Image may contain: 3 people, people standing and suitI snatch Coke Zero out of State Sen. Steve Henson’s fridge when I visit the capitol, and he hasn’t thrown me out of his office yet, which I find oddly gratifying. I generally drop in when something dumb is happening in DeKalb – a corruption issue here, an incorporation issue there – to offer the day’s intelligence and to solicit advice.

The 41st senate district contains most of Tucker and Northlake, along with a tendril of territory in Gwinnett along Highway 29 north of Lilburn and a bit of central and south DeKalb covering Pine Lake and Stone Mountain south to Redan Road.
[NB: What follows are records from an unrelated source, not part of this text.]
impl MemoryStore {
    /// Volatile store without a log.
    pub fn new() -> Self {
        Self {
            tenants: DashMap::new(),
            tables: DashMap::new(),
            tenant_tables: DashMap::new(),
            reservation_to_table: DashMap::new(),
            wal_tx: None,
            gate: Arc::new(RwLock::new(())),
            registration: Mutex::new(()),
            lock_timeout: DEFAULT_LOCK_TIMEOUT,
        }
    }

    /// Replay the log at `path` and keep appending to it. Must be called inside a
    /// tokio runtime: the WAL writer runs as a spawned task.
    pub fn open(path: &Path) -> io::Result<Self> {
        let (wal, events) = Wal::recover(path)?;
        let (wal_tx, wal_rx) = mpsc::channel(4096);
        tokio::spawn(wal_writer_loop(wal, wal_rx));

        let mut store = Self::new();
        store.wal_tx = Some(wal_tx);
        store.rebuild(&events);
        info!(
            path = %path.display(),
            events = events.len(),
            tenants = store.tenants.len(),
            tables = store.tables.len(),
            "store replayed"
        );
        Ok(store)
    }

    pub fn with_lock_timeout(mut self, lock_timeout: Duration) -> Self {
        self.lock_timeout = lock_timeout;
        self
    }

    pub fn tenant_count(&self) -> usize {
        self.tenants.len()
    }

    fn rebuild(&mut self, events: &[Event]) {
        let mut tenants: HashMap<TenantId, TenantState> = HashMap::new();
        let mut tables: HashMap<TableId, TableState> = HashMap::new();

        for event in events {
            match event_target(event) {
                EventTarget::Tenant(id) => {
                    if let Event::TenantSaved { tenant } = event {
                        tenants.entry(id).or_insert_with(|| TenantState {
                            record: tenant.clone(),
                            usage: TenantUsage::new(id, 0),
                        });
                    }
                    if let Some(state) = tenants.get_mut(&id) {
                        state.apply(event);
                    }
                }
                EventTarget::Table(id) => {
                    if let Event::TableSaved { table } = event {
                        tables
                            .entry(id)
                            .or_insert_with(|| TableState::new(table.clone()));
                    }
                    if let Some(state) = tables.get_mut(&id) {
                        state.apply(event);
                    }
                }
            }
        }

        for (id, state) in tenants {
            self.tenants.insert(id, Arc::new(RwLock::new(state)));
        }
        for (_, state) in tables {
            self.attach_table(state);
        }
        metrics::gauge!(crate::observability::TENANTS_ACTIVE).set(self.tenants.len() as f64);
    }

    fn attach_table(&self, state: TableState) {
        let table_id = state.table.id;
        let tenant_id = state.table.tenant_id;
        for r in &state.reservations {
            self.reservation_to_table.insert(r.id, table_id);
        }
        self.tables.insert(table_id, Arc::new(RwLock::new(state)));
        let mut ids = self.tenant_tables.entry(tenant_id).or_default();
        if let Err(pos) = ids.binary_search(&table_id) {
            ids.insert(pos, table_id);
        }
    }

    fn table_state(&self, id: &TableId) -> Option<SharedTableState> {
        self.tables.get(id).map(|e| e.value().clone())
    }

    fn tenant_state(&self, id: &TenantId) -> Option<SharedTenantState> {
        self.tenants.get(id).map(|e| e.value().clone())
    }

    /// Bound a lock wait. Running out of time is transient: the caller may retry.
    async fn timed<F: Future>(&self, fut: F) -> Result<F::Output, StoreError> {
        tokio::time::timeout(self.lock_timeout, fut)
            .await
            .map_err(|_| StoreError::Transient(TransientError::Timeout))
    }

    async fn wal_append(&self, events: &[Event]) -> Result<(), StoreError> {
        let Some(wal_tx) = &self.wal_tx else {
            return Ok(());
        };
        let (tx, rx) = oneshot::channel();
        wal_tx
            .send(WalCommand::Append {
                events: events.to_vec(),
                response: tx,
            })
            .await
            .map_err(|_| StoreError::Persistence("WAL writer shut down".into()))?;
        rx.await
            .map_err(|_| StoreError::Persistence("WAL writer dropped response".into()))??;
        Ok(())
    }

    /// Rewrite the log with only the events needed to recreate current state.
    /// Waits for open units of work to finish and blocks new ones meanwhile.
    pub async fn compact(&self) -> Result<(), StoreError> {
        let Some(wal_tx) = &self.wal_tx else {
            return Ok(());
        };
        let _gate = self.gate.write().await;

        let mut events = Vec::new();
        let tenants: Vec<SharedTenantState> = self.tenants.iter().map(|e| e.value().clone()).collect();
        for state in tenants {
            let guard = state.read().await;
            events.push(Event::TenantSaved {
                tenant: guard.record.clone(),
            });
            events.push(Event::UsageRestored {
                usage: guard.usage.clone(),
            });
        }
        let tables: Vec<SharedTableState> = self.tables.iter().map(|e| e.value().clone()).collect();
        for state in tables {
            let guard = state.read().await;
            events.push(Event::TableSaved {
                table: guard.table.clone(),
            });
            for r in &guard.reservations {
                events.push(Event::ReservationCreated {
                    reservation: r.clone(),
                });
            }
        }

        let count = events.len();
        let (tx, rx) = oneshot::channel();
        wal_tx
            .send(WalCommand::Compact { events, response: tx })
            .await
            .map_err(|_| StoreError::Persistence("WAL writer shut down".into()))?;
        rx.await
            .map_err(|_| StoreError::Persistence("WAL writer dropped response".into()))??;
        info!(events = count, "WAL compacted");
        Ok(())
    }

    pub async fn wal_appends_since_compact(&self) -> u64 {
        let Some(wal_tx) = &self.wal_tx else {
            return 0;
        };
        let (tx, rx) = oneshot::channel();
        if wal_tx
            .send(WalCommand::AppendsSinceCompact { response: tx })
            .await
            .is_err()
        {
            return 0;
        }
        rx.await.unwrap_or(0)
    }
}

#[async_trait]
impl Store for MemoryStore {
    async fn begin<'a>(&'a self, scope: LockScope) -> Result<Box<dyn UnitOfWork + 'a>, StoreError> {
        let gate = self.timed(self.gate.clone().read_owned()).await?;

        let (table, tenant_id) = match scope {
            LockScope::Table(id) => {
                let state = self.table_state(&id).ok_or(StoreError::NotFound(id))?;
                let guard = self.timed(state.write_owned()).await?;
                let tenant_id = guard.table.tenant_id;
                (Some(guard), tenant_id)
            }
            LockScope::Tenant(id) => (None, id),
        };
        let state = self
            .tenant_state(&tenant_id)
            .ok_or(StoreError::NotFound(tenant_id))?;
        let tenant = self.timed(state.write_owned()).await?;

        Ok(Box::new(MemoryUnitOfWork {
            store: self,
            _gate: gate,
            table,
            tenant,
            pending: Vec::new(),
            finished: false,
        }))
    }

    async fn insert_tenant(&self, tenant: TenantRecord, usage: TenantUsage) -> Result<(), StoreError> {
        let _registration = self.registration.lock().await;
        let _gate = self.timed(self.gate.clone().read_owned()).await?;
        if self.tenants.contains_key(&tenant.id) {
            return Err(StoreError::AlreadyExists(tenant.id));
        }
        let events = [
            Event::TenantSaved {
                tenant: tenant.clone(),
            },
            Event::UsageRestored {
                usage: usage.clone(),
            },
        ];
        self.wal_append(&events).await?;
        self.tenants.insert(
            tenant.id,
            Arc::new(RwLock::new(TenantState {
                record: tenant,
                usage,
            })),
        );
        metrics::gauge!(crate::observability::TENANTS_ACTIVE).set(self.tenants.len() as f64);
        Ok(())
    }

    async fn tenant(&self, id: TenantId) -> Result<Option<TenantRecord>, StoreError> {
        match self.tenant_state(&id) {
            Some(state) => Ok(Some(state.read().await.record.clone())),
            None => Ok(None),
        }
    }

    async fn usage(&self, id: TenantId) -> Result<Option<TenantUsage>, StoreError> {
        match self.tenant_state(&id) {
            Some(state) => Ok(Some(state.read().await.usage.clone())),
            None => Ok(None),
        }
    }

    async fn table(&self, id: TableId) -> Result<Option<Table>, StoreError> {
        match self.table_state(&id) {
            Some(state) => Ok(Some(state.read().await.table.clone())),
            None => Ok(None),
        }
    }

    async fn tables_for_tenant(&self, tenant_id: TenantId) -> Result<Vec<Table>, StoreError> {
        let ids: Vec<TableId> = self
            .tenant_tables
            .get(&tenant_id)
            .map(|e| e.value().clone())
            .unwrap_or_default();
        let mut tables = Vec::with_capacity(ids.len());
        for id in ids {
            if let Some(state) = self.table_state(&id) {
                tables.push(state.read().await.table.clone());
            }
        }
        Ok(tables)
    }

    async fn reservations(&self, table_id: TableId, window: Span) -> Result<Vec<Reservation>, StoreError> {
        let state = self
            .table_state(&table_id)
            .ok_or(StoreError::NotFound(table_id))?;
        let guard = state.read().await;
        Ok(guard.overlapping(&window).cloned().collect())
    }

    async fn table_for_reservation(&self, id: ReservationId) -> Result<Option<TableId>, StoreError> {
        Ok(self.reservation_to_table.get(&id).map(|e| *e.value()))
    }
}

// ── Unit of work ─────────────────────────────────────────

pub struct MemoryUnitOfWork<'a> {
    store: &'a MemoryStore,
    _gate: OwnedRwLockReadGuard<()>,
    table: Option<OwnedRwLockWriteGuard<TableState>>,
    tenant: OwnedRwLockWriteGuard<TenantState>,
    pending: Vec<Event>,
    finished: bool,
}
It’s an interesting, eclectic district with wide variations in race and class – an increasingly rare political phenomenon in Georgia.

I suppose it helps that I’m an actual voting constituent of his and not a glad-handing lobbyist.
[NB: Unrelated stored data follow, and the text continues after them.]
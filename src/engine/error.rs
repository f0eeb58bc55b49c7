use chrono::NaiveDateTime;
use serde::Serialize;
use thiserror::Error;
use ulid::Ulid;

use crate::model::{ReservationId, ReservationStatus};
use crate::quota::QuotaDenial;
use crate::store::{StoreError, TransientError};
use crate::tz::TzError;

#[derive(Debug, Clone, PartialEq, Eq, Error)]
pub enum ValidationError {
    #[error(transparent)]
    Timezone(#[from] TzError),
    #[error("duration must be between 1 and {max} minutes, got {got}")]
    Duration { got: u32, max: u32 },
    #[error("party size must be between 1 and {max}, got {got}")]
    PartySize { got: u32, max: u32 },
    #[error("party of {party_size} does not fit table capacity {min}-{max}")]
    Capacity { party_size: u32, min: u32, max: u32 },
    #[error("invalid capacity range {min}-{max}")]
    CapacityRange { min: u32, max: u32 },
    #[error("{0} must not be empty")]
    Empty(&'static str),
    #[error("{0} too long")]
    TooLong(&'static str),
    #[error("requested time out of supported range")]
    OutOfRange,
    #[error("max_results must be between 1 and {0}")]
    MaxResults(usize),
}

/// Local-time window of the reservation that blocks a request, e.g. `19:00–21:00`.
#[derive(Debug, Clone, PartialEq, Eq, Serialize)]
pub struct ConflictWindow {
    pub reservation_id: ReservationId,
    pub start: NaiveDateTime,
    pub end: NaiveDateTime,
}

impl std::fmt::Display for ConflictWindow {
    fn fmt(&self, f: &mut std::fmt::Formatter<'_>) -> std::fmt::Result {
        write!(
            f,
            "{}\u{2013}{}",
            self.start.format("%H:%M"),
            self.end.format("%H:%M")
        )
    }
}

#[derive(Debug, Error)]
pub enum EngineError {
    #[error("validation failed: {0}")]
    Validation(#[from] ValidationError),
    #[error("not found: {0}")]
    NotFound(Ulid),
    #[error("already exists: {0}")]
    AlreadyExists(Ulid),
    #[error("table busy {0}")]
    Conflict(ConflictWindow),
    #[error("quota exceeded: {0}")]
    QuotaExceeded(QuotaDenial),
    #[error("invalid status transition {from} -> {to}")]
    InvalidTransition {
        from: ReservationStatus,
        to: ReservationStatus,
    },
    #[error("gave up after {attempts} attempt(s): {last}")]
    RetryExhausted {
        attempts: u32,
        last: TransientError,
    },
    #[error("persistence failure: {0}")]
    Persistence(String),
}

impl From<TzError> for EngineError {
    fn from(e: TzError) -> Self {
        EngineError::Validation(ValidationError::Timezone(e))
    }
}

/// Paths without a retry loop surface a transient failure as a single exhausted attempt.
impl From<StoreError> for EngineError {
    fn from(e: StoreError) -> Self {
        match e {
            StoreError::Transient(last) => EngineError::RetryExhausted { attempts: 1, last },
            StoreError::NotFound(id) => EngineError::NotFound(id),
            StoreError::AlreadyExists(id) => EngineError::AlreadyExists(id),
            StoreError::Persistence(msg) => EngineError::Persistence(msg),
        }
    }
}
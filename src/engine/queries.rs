use chrono::{Duration, NaiveDate, NaiveTime};
use serde::{Deserialize, Serialize};

use super::availability::{rank_candidates, slot_grid};
use super::conflict::has_conflict;
use super::error::{EngineError, ValidationError};
use super::status::derive_status;
use super::{validate_party_size, Engine};
use crate::limits::{MAX_ALTERNATIVES, MINUTE_MS, RESERVED_LOOKAHEAD_MS};
use crate::model::*;
use crate::tz::{resolve_local, TimeZoneConverter};

/// Inbound availability query. Times are wall-clock in the tenant's zone.
#[derive(Debug, Clone, PartialEq, Eq, Serialize, Deserialize)]
pub struct AvailabilityQuery {
    pub tenant_id: TenantId,
    pub date: NaiveDate,
    pub party_size: u32,
    pub preferred_time: Option<NaiveTime>,
    pub max_results: usize,
    /// Falls back to the tenant default, then the engine default.
    pub duration_minutes: Option<u32>,
}

impl Engine {
    /// Live status of every table of a tenant, sorted by table id. Recomputed on
    /// each call from the reservations around "now".
    pub async fn table_statuses(&self, tenant_id: TenantId) -> Result<Vec<TableStatusView>, EngineError> {
        self.load_tenant(tenant_id).await?;
        let now = self.tz.now_ms();
        let window = Span::new(now, now + RESERVED_LOOKAHEAD_MS);

        let tables = self.store.tables_for_tenant(tenant_id).await?;
        let mut views = Vec::with_capacity(tables.len());
        for table in tables {
            let mut reservations = self.store.reservations(table.id, window).await?;
            reservations.retain(Reservation::is_active);
            views.push(TableStatusView {
                table_id: table.id,
                status: derive_status(&table, now, &reservations),
                name: table.name,
            });
        }
        Ok(views)
    }

    /// Free (table, start) pairs on `query.date` for the party, nearest to the
    /// preferred time first, or in chronological order without one. An empty
    /// result means fully booked.
    pub async fn find_alternatives(&self, query: AvailabilityQuery) -> Result<Vec<SlotSuggestion>, EngineError> {
        validate_party_size(query.party_size)?;
        if query.max_results == 0 || query.max_results > MAX_ALTERNATIVES {
            return Err(ValidationError::MaxResults(MAX_ALTERNATIVES).into());
        }
        let tenant = self.load_tenant(query.tenant_id).await?;
        let tz = TimeZoneConverter::parse_zone(&tenant.timezone)?;
        let duration = self.resolve_duration(query.duration_minutes, &tenant)?;
        let now = self.tz.now_ms();

        // Slot starts as instants, in grid order; the past and DST-collapsed
        // duplicates drop out.
        let midnight = query.date.and_time(NaiveTime::MIN);
        let mut starts: Vec<Ms> = Vec::new();
        for offset in slot_grid(tenant.operating_hours.as_ref(), self.config.slot_step_minutes, duration) {
            let local = midnight
                .checked_add_signed(Duration::minutes(offset as i64))
                .ok_or(ValidationError::OutOfRange)?;
            let instant = resolve_local(local, tz)?;
            if instant > now && starts.last().is_none_or(|&last| instant > last) {
                starts.push(instant);
            }
        }
        let (Some(&first), Some(&last)) = (starts.first(), starts.last()) else {
            return Ok(Vec::new());
        };
        let span_ms = duration as Ms * MINUTE_MS;
        let window = Span::new(first, last + span_ms);

        let tables = self.store.tables_for_tenant(query.tenant_id).await?;
        let mut candidates = Vec::new();
        for table in tables.iter().filter(|t| !t.unavailable && t.fits(query.party_size)) {
            let mut reservations = self.store.reservations(table.id, window).await?;
            reservations.retain(Reservation::is_active);
            for &start in &starts {
                if has_conflict(table.id, start, start + span_ms, &reservations) {
                    continue;
                }
                let (date, time) = self.tz.to_local(start, &tenant.timezone)?;
                candidates.push(SlotSuggestion {
                    date,
                    time,
                    starts_at: start,
                    table_id: table.id,
                    table_name: table.name.clone(),
                    min_capacity: table.min_capacity,
                    max_capacity: table.max_capacity,
                });
            }
        }

        let preferred = match query.preferred_time {
            Some(t) => Some(resolve_local(query.date.and_time(t), tz)?),
            None => None,
        };
        Ok(rank_candidates(candidates, preferred, query.max_results))
    }

    /// Reservations of any status on a tenant's table overlapping `window`, by start.
    pub async fn reservations_for_table(
        &self,
        tenant_id: TenantId,
        table_id: TableId,
        window: Span,
    ) -> Result<Vec<Reservation>, EngineError> {
        match self.store.table(table_id).await? {
            Some(table) if table.tenant_id == tenant_id => {}
            _ => return Err(EngineError::NotFound(table_id)),
        }
        Ok(self.store.reservations(table_id, window).await?)
    }
}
Of course, why a glad-handing lobbyist would have much to do with the senate minority leader in a legislature full of Republicans escapes me. It would be like trying to sell championship rings to the Oakland A’s.

One might notice, however, that Georgia’s legislature has managed to avoid many of the worst political impulses of conservative states.

No, we don’t have Medicaid expansion.  We also don’t have “fetal heartbeat” anti-abortion laws that are almost certainly unconstitutional. High-profile nonsense like Josh McKoon’s English-only bill, or “religious liberty” legislation allowing discrimination against the LGBT community and non-Christians, or a bill changing the criteria for reporting and investigating campus rapes never quite seems to make it all the way out of the chamber.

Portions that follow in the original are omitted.